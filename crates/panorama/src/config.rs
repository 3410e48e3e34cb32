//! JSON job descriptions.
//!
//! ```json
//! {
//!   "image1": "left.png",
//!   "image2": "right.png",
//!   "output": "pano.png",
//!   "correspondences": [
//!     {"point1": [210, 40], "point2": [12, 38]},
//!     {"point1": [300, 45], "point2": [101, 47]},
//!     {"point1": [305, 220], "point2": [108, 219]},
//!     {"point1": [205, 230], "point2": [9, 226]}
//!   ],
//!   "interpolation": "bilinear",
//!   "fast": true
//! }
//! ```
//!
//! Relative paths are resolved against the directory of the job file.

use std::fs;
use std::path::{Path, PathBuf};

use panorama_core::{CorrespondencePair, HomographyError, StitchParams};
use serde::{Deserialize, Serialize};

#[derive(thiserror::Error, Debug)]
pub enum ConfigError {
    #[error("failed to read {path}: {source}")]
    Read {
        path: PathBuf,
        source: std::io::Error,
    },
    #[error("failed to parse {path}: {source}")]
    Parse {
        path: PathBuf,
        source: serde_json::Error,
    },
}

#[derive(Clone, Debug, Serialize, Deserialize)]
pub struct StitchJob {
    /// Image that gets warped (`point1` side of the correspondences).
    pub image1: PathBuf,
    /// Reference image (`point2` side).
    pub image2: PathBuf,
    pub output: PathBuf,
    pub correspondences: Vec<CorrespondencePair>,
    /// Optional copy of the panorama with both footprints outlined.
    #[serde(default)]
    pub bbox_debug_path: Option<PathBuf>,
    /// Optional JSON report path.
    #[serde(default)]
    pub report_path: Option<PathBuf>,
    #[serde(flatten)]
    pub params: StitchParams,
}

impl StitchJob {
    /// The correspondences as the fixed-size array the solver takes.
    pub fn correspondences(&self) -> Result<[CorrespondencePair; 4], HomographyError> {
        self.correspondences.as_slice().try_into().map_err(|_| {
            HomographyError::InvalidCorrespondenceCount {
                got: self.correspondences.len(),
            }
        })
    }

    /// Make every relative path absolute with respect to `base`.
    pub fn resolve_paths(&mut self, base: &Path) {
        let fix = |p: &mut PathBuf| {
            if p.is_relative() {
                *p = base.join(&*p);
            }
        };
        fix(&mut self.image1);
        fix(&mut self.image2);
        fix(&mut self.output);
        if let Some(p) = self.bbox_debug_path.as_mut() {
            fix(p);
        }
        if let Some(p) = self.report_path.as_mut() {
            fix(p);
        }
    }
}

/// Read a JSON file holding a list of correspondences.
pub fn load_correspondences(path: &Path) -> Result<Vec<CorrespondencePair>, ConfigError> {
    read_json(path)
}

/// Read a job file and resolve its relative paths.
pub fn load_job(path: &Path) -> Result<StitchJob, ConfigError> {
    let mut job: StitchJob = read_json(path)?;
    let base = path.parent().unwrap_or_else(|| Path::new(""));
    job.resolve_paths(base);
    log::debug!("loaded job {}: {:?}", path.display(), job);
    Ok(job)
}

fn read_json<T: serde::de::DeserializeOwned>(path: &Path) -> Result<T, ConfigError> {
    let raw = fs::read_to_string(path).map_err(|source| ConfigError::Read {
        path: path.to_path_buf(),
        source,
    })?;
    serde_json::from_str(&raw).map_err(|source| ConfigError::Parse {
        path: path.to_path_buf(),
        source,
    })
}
=-=-=
■ Exercise goal ■
Your task is to transcribe, with no changes, only the lines of the listing above that lie between the line holding "JSON job descriptions." and the line holding "the job file.", inclusive.

■ Response box ■
//! JSON job descriptions.
//!
//! ```json
//! {
//!   "image1": "left.png",
//!   "image2": "right.png",
//!   "output": "pano.png",
//!   "correspondences": [
//!     {"point1": [210, 40], "point2": [12, 38]},
//!     {"point1": [300, 45], "point2": [101, 47]},
//!     {"point1": [305, 220], "point2": [108, 219]},
//!     {"point1": [205, 230], "point2": [9, 226]}
//!   ],
//!   "interpolation": "bilinear",
//!   "fast": true
//! }
//! ```
//!
//! Relative paths are resolved against the directory of the job file.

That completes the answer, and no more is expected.